You still don't get the point. The Oregon couple had a screening test (amniocentesis and chorionic villus sampling for cytogenetic examination), which should be 100% reliable and accurate, in order to detect significant non-remedial abnormalities, such as trisomy 21.
The test result showed no abnormality, and presumably the cells were maternal, not fetal.
The reason for doing a screening test is to discover abnormalities as early as possible in pregnancy to consider termination of the pregnancy if the parents so desire. There's no purpose in doing amniocentesis for interest sake, if the parents are opposed to abortion, as in the case of CrusadeRex and his wife, because it has some risks.
The $3 million damages were partly for negligence. Agreed, children with trisomy 21 can be delightful and a joy. Charles and Emma Darwin's last child Charlie is thought by many to have had trisomy 21, although the condition wasn't clinically described until much later, and his parents were devastated by his death at the age of 2. So much so, that his father wasn't able to attend the last meeting of the Linnean Society in 1858 at which his and Wallace's paper were read.
It's the parents' right to decide if an elective abortion is right for them. They had a screening test to detect such conditions as trisomy 21. They suffered an injury for which the court decided that there was negligence, so therefore they were awarded damages.
You don't have any justification in assuming that the parents are going to be splurging the money on a large house with pool and large cars, as you did in the original thread. Perhaps the parents are going to put a large portion of the money into trust for the child to finance small group accommodation later when the parents are unable to care for the adult daughter.
I don't know whether that's the case. But I have as little support for my thinking as you do for yours.
It's a case of medical negligence with foreseeable causes and predictable results. It's a wake up call for doctors who provide this service to take measures to ensure that it doesn't happen again, or they'll have to pay damages.
The parents claimed that only maternal cells were obtained. The cytogenetics lab could respond in future by having a policy that if the result yields normal female, DNA testing is then done to ensure that the 'foetal' cells aren't identical with those of the mother, and have a component indicating a paternal contribution.
The hospital did have a defense, rejected by the court, that the child was a mosaic trisomy 21. At some point after fertilization, one line of cells forming the fetus acquired an extra chromosome, and one line forming the placenta remained normal, so only normal cells were obtained.
If cytogenetic labs had a routine policy of DNA testing in cases of normal female fetuses, this would have confirmed this hypothesis and provided an absolute defense to the hospital.

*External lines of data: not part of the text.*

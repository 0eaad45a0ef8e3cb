//! Metadata caching
//!
//! Responsibilities:
//! - Keep time-bounded copies of listing/existence results so hot attribute
//!   and readdir paths do not hit the store on every call.
//! - Invalidate structurally on mutation: a write below a prefix must not
//!   leave an ancestor listing stale.
//!
//! Submodules:
//! - `cache`: the TTL cache domains and their invalidation rules
pub mod cache;
//! FUSE transport adapter
//!
//! Responsibilities:
//! - Translate inode-based kernel calls into the path-based core: an inode
//!   table keyed by stable path hashes and a file-handle table of buffered
//!   handles.
//! - Map core errors onto errnos.
//!
//! Submodules:
//! - `fs`: the rfuse3 `Filesystem` implementation
//! - `mount`: mount/unmount helpers
pub mod fs;
pub mod mount;
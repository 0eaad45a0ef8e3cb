//! Pure path resolution: filesystem paths to (bucket, key) addresses.
//!
//! The first segment of a path names the bucket, the rest joins into the
//! object key. Parsing is total: any string maps to exactly one of mount
//! root, bucket root, or object position.

pub const SEPARATOR: char = '/';

/// Positional class of a parsed path. Exactly one holds per path.
#[derive(Debug, Clone, Copy, PartialEq, Eq)]
pub enum Position {
    MountRoot,
    BucketRoot,
    Object,
}

/// Resolved address of a path inside the store. Built fresh on every call,
/// never persisted.
#[derive(Debug, Clone, PartialEq, Eq)]
pub struct Address {
    pub position: Position,
    pub bucket: String,
    pub key: String,
    pub original_path: String,
}

impl Address {
    pub fn is_mount_root(&self) -> bool {
        self.position == Position::MountRoot
    }

    pub fn is_bucket_root(&self) -> bool {
        self.position == Position::BucketRoot
    }
}

/// Split into cleaned segments: empty and `.` segments vanish, `..` pops.
fn clean_segments(path: &str) -> Vec<&str> {
    let mut segments = Vec::new();
    for segment in path.split(SEPARATOR) {
        match segment {
            "" | "." => {}
            ".." => {
                segments.pop();
            }
            _ => segments.push(segment),
        }
    }
    segments
}

/// Parse a path into its [`Address`]. Total: there is no failure mode.
pub fn parse(path: &str) -> Address {
    let segments = clean_segments(path);
    match segments.split_first() {
        None => Address {
            position: Position::MountRoot,
            bucket: String::new(),
            key: String::new(),
            original_path: path.to_string(),
        },
        Some((bucket, rest)) => {
            let key = rest.join("/");
            Address {
                position: if key.is_empty() {
                    Position::BucketRoot
                } else {
                    Position::Object
                },
                bucket: (*bucket).to_string(),
                key,
                original_path: path.to_string(),
            }
        }
    }
}

/// First non-empty segment of a path.
pub fn most_parent_path(path: &str) -> &str {
    path.split(SEPARATOR)
        .find(|segment| !segment.is_empty())
        .unwrap_or("")
}

/// First segment of `path` after a leading `prefix`; empty when `prefix`
/// does not lead `path`.
pub fn next_parent_path<'a>(path: &'a str, prefix: &str) -> &'a str {
    match path.strip_prefix(prefix) {
        Some(rest) => most_parent_path(rest),
        None => "",
    }
}

/// Every ancestor prefix of a key, from the empty bucket-root prefix down
/// to the key itself. Drives cache invalidation fan-out.
pub fn dir_combination(key_path: &str) -> Vec<String> {
    let mut prefixes = vec![String::new()];
    let mut acc = String::new();
    for segment in key_path.split(SEPARATOR).filter(|s| !s.is_empty()) {
        if !acc.is_empty() {
            acc.push(SEPARATOR);
        }
        acc.push_str(segment);
        prefixes.push(acc.clone());
    }
    prefixes
}

/// True iff some key has `dest_path` as a segment-aligned prefix: equality
/// component by component, up to and including the whole of `dest_path`.
/// A bare string prefix is not enough — `aaa/11` must not pass against
/// `aaa/111/ccc`.
pub fn can_access<S: AsRef<str>>(keys: &[S], dest_path: &str) -> bool {
    let dest: Vec<&str> = dest_path
        .split(SEPARATOR)
        .filter(|s| !s.is_empty())
        .collect();
    if dest.is_empty() {
        return false;
    }
    keys.iter().any(|key| {
        let segments: Vec<&str> = key
            .as_ref()
            .split(SEPARATOR)
            .filter(|s| !s.is_empty())
            .collect();
        segments.len() >= dest.len() && segments[..dest.len()] == dest[..]
    })
}

#[cfg(test)]
mod tests {
    use super::*;

    #[test]
    fn test_parse_positions() {
        let root = parse("");
        assert!(root.is_mount_root());
        assert_eq!(root.bucket, "");
        assert_eq!(root.key, "");

        assert!(parse(".").is_mount_root());

        let bucket = parse("mybucket");
        assert!(bucket.is_bucket_root());
        assert_eq!(bucket.bucket, "mybucket");
        assert_eq!(bucket.key, "");

        let object = parse("mybucket/a/b.txt");
        assert_eq!(object.position, Position::Object);
        assert_eq!(object.bucket, "mybucket");
        assert_eq!(object.key, "a/b.txt");
    }

    #[test]
    fn test_parse_cleans_redundant_segments() {
        let addr = parse("b//x/./y/../z");
        assert_eq!(addr.bucket, "b");
        assert_eq!(addr.key, "x/z");
    }

    #[test]
    fn test_parse_is_idempotent() {
        for path in ["", ".", "b", "b/k", "b/a/b/c.txt", "//b//k/"] {
            let first = parse(path);
            let second = parse(&first.original_path);
            assert_eq!(first, second);
        }
    }

    #[test]
    fn test_most_parent_path() {
        assert_eq!(most_parent_path("/a1/a2/a3/a4.txt"), "a1");
        assert_eq!(most_parent_path("a1/a2"), "a1");
        assert_eq!(most_parent_path(""), "");
    }

    #[test]
    fn test_next_parent_path() {
        assert_eq!(next_parent_path("/a1/a2/a3/a4.txt", "/a1"), "a2");
        assert_eq!(next_parent_path("a/b/c", "a"), "b");
        assert_eq!(next_parent_path("a/b/c", "x"), "");
    }

    #[test]
    fn test_dir_combination() {
        assert_eq!(
            dir_combination("a/b/c"),
            vec!["".to_string(), "a".into(), "a/b".into(), "a/b/c".into()]
        );
        assert_eq!(dir_combination(""), vec!["".to_string()]);
    }

    #[test]
    fn test_can_access_requires_segment_alignment() {
        let keys = ["aaa/111/ccc", "aaa/222/ccc"];
        assert!(can_access(&keys, "aaa/111"));
        assert!(!can_access(&keys, "aaa/11"));
        assert!(!can_access(&["aaa/111/ccc"], "aaa/111/ddd"));
        assert!(can_access(&["aaa/111/ccc"], "aaa/111/ccc"));
        assert!(can_access(&["aaa/111/"], "aaa/111"));
    }
}
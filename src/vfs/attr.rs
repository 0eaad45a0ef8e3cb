//! Attribute synthesis for paths over a flat key space.
//!
//! A key can look like a file and a directory prefix at once; classification
//! is explicit: exact-key match wins, directory inference runs only after it
//! fails and only past the segment-aligned prefix check.

use std::time::SystemTime;

use log::debug;

use crate::cadapter::client::ObjectBackend;
use crate::error::{FsError, Result};
use crate::vfs::path::{SEPARATOR, can_access, parse};
use crate::vfs::{Vfs, path_ino, root_ino};

#[derive(Debug, Clone, Copy, PartialEq, Eq)]
pub enum FileKind {
    File,
    Directory,
}

/// Synthesized attributes. Nothing here is persisted anywhere; identity is
/// a stable hash of the original path.
#[derive(Debug, Clone, PartialEq)]
pub struct Attributes {
    pub ino: u64,
    pub kind: FileKind,
    pub size: u64,
    pub perm: u16,
    pub mtime: Option<SystemTime>,
}

impl Attributes {
    fn directory(ino: u64, perm: u16, mtime: Option<SystemTime>) -> Self {
        Self {
            ino,
            kind: FileKind::Directory,
            size: 0,
            perm,
            mtime,
        }
    }
}

impl<B: ObjectBackend> Vfs<B> {
    /// Classify a path and synthesize its attributes.
    pub async fn getattr(&self, path: &str) -> Result<Attributes> {
        let pos = parse(path);

        // The mount root exists unconditionally and costs no store call.
        if pos.is_mount_root() {
            return Ok(Attributes::directory(
                root_ino(),
                0o777,
                Some(self.mounted_at),
            ));
        }

        if pos.is_bucket_root() {
            if self.client().exists_bucket(&pos.bucket).await? {
                return Ok(Attributes::directory(
                    path_ino(&pos.original_path),
                    0o777,
                    Some(self.mounted_at),
                ));
            }
            return Err(FsError::NotFound);
        }

        debug!("getattr path={path}");

        let listing = self.client().list(&pos.bucket, &pos.key).await?;
        if listing.is_empty() {
            return Err(FsError::NotFound);
        }

        let first = &listing[0];
        if first.key == pos.key || first.key.trim_end_matches(SEPARATOR) == pos.key {
            // The key heads a stored object: a file, unless the stored key
            // itself carries the trailing separator of a directory marker.
            if first.key.ends_with(SEPARATOR) {
                return Ok(Attributes::directory(
                    path_ino(&pos.original_path),
                    0o755,
                    first.last_modified,
                ));
            }
            return Ok(Attributes {
                ino: path_ino(&pos.original_path),
                kind: FileKind::File,
                size: first.size,
                perm: 0o777,
                mtime: first.last_modified,
            });
        }

        let keys: Vec<&str> = listing.iter().map(|o| o.key.as_str()).collect();
        if !can_access(&keys, &pos.key) {
            // A string-prefix hit that is not segment-aligned is a
            // stranger, not a descendant.
            return Err(FsError::NotFound);
        }

        // No object at the key, but descendants imply the directory.
        Ok(Attributes::directory(
            path_ino(&pos.original_path),
            0o755,
            None,
        ))
    }
}

#[cfg(test)]
mod tests {
    use super::*;
    use crate::cadapter::client::ObjectClient;
    use crate::cadapter::memory::MemoryBackend;

    async fn vfs_with(seeds: &[(&str, &str, &[u8])]) -> Vfs<MemoryBackend> {
        let backend = MemoryBackend::new();
        for (bucket, key, data) in seeds {
            backend.seed(bucket, key, data).await;
        }
        Vfs::new(ObjectClient::new(backend))
    }

    #[tokio::test]
    async fn test_mount_root_needs_no_store() {
        // An empty backend would fail any store call; the root must still
        // resolve.
        let vfs = vfs_with(&[]).await;
        let attrs = vfs.getattr("").await.unwrap();
        assert_eq!(attrs.kind, FileKind::Directory);
        assert_eq!(attrs.ino, root_ino());
    }

    #[tokio::test]
    async fn test_bucket_root_existence() {
        let vfs = vfs_with(&[("bkt", "k", b"x")]).await;
        let attrs = vfs.getattr("bkt").await.unwrap();
        assert_eq!(attrs.kind, FileKind::Directory);
        assert!(matches!(vfs.getattr("missing").await, Err(FsError::NotFound)));
    }

    #[tokio::test]
    async fn test_exact_key_is_a_file_with_size() {
        let vfs = vfs_with(&[("bkt", "dir/file.txt", b"hello")]).await;
        let attrs = vfs.getattr("bkt/dir/file.txt").await.unwrap();
        assert_eq!(attrs.kind, FileKind::File);
        assert_eq!(attrs.size, 5);
        assert!(attrs.mtime.is_some());
    }

    #[tokio::test]
    async fn test_marker_key_is_a_directory() {
        let vfs = vfs_with(&[("bkt", "empty-dir/", b"")]).await;
        let attrs = vfs.getattr("bkt/empty-dir").await.unwrap();
        assert_eq!(attrs.kind, FileKind::Directory);
        assert_eq!(attrs.size, 0);
    }

    #[tokio::test]
    async fn test_implied_directory_from_descendants() {
        let vfs = vfs_with(&[("bkt", "a/b/c.txt", b"x")]).await;
        let attrs = vfs.getattr("bkt/a/b").await.unwrap();
        assert_eq!(attrs.kind, FileKind::Directory);
    }

    #[tokio::test]
    async fn test_coincidental_string_prefix_is_not_found() {
        let vfs = vfs_with(&[("bkt", "aaa/111/ccc", b"x")]).await;
        assert!(matches!(vfs.getattr("bkt/aaa/11").await, Err(FsError::NotFound)));
        assert!(matches!(
            vfs.getattr("bkt/aaa/111/cc").await,
            Err(FsError::NotFound)
        ));
    }

    #[tokio::test]
    async fn test_identity_is_stable_across_calls() {
        let vfs = vfs_with(&[("bkt", "a/b.txt", b"x")]).await;
        let one = vfs.getattr("bkt/a/b.txt").await.unwrap();
        let two = vfs.getattr("bkt/a/b.txt").await.unwrap();
        assert_eq!(one.ino, two.ino);
        let other = vfs.getattr("bkt/a").await.unwrap();
        assert_ne!(one.ino, other.ino);
    }
}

In Australia, probably also in America, it's automatic that the placenta is sent off for hisopathologic examination in cases where there's an abnormality in the pregnancy, labor or fetus. The fetus was thought to be abnormal at birth, so at least some blocks of the placenta should be available for examination later when the defense was being prepared.
I'm not a geneticist. I don't know if it's possible to test for trisomy 21 or its absence in formolin fixed paraffin embedded tissue, but at least the possibility was there. An alternative would have been, if someone was quick in thinking, was to have taken a sample of the placenta in cytogenetic transport medium for later testing. Something that's only in retrospect easy to think of or do ...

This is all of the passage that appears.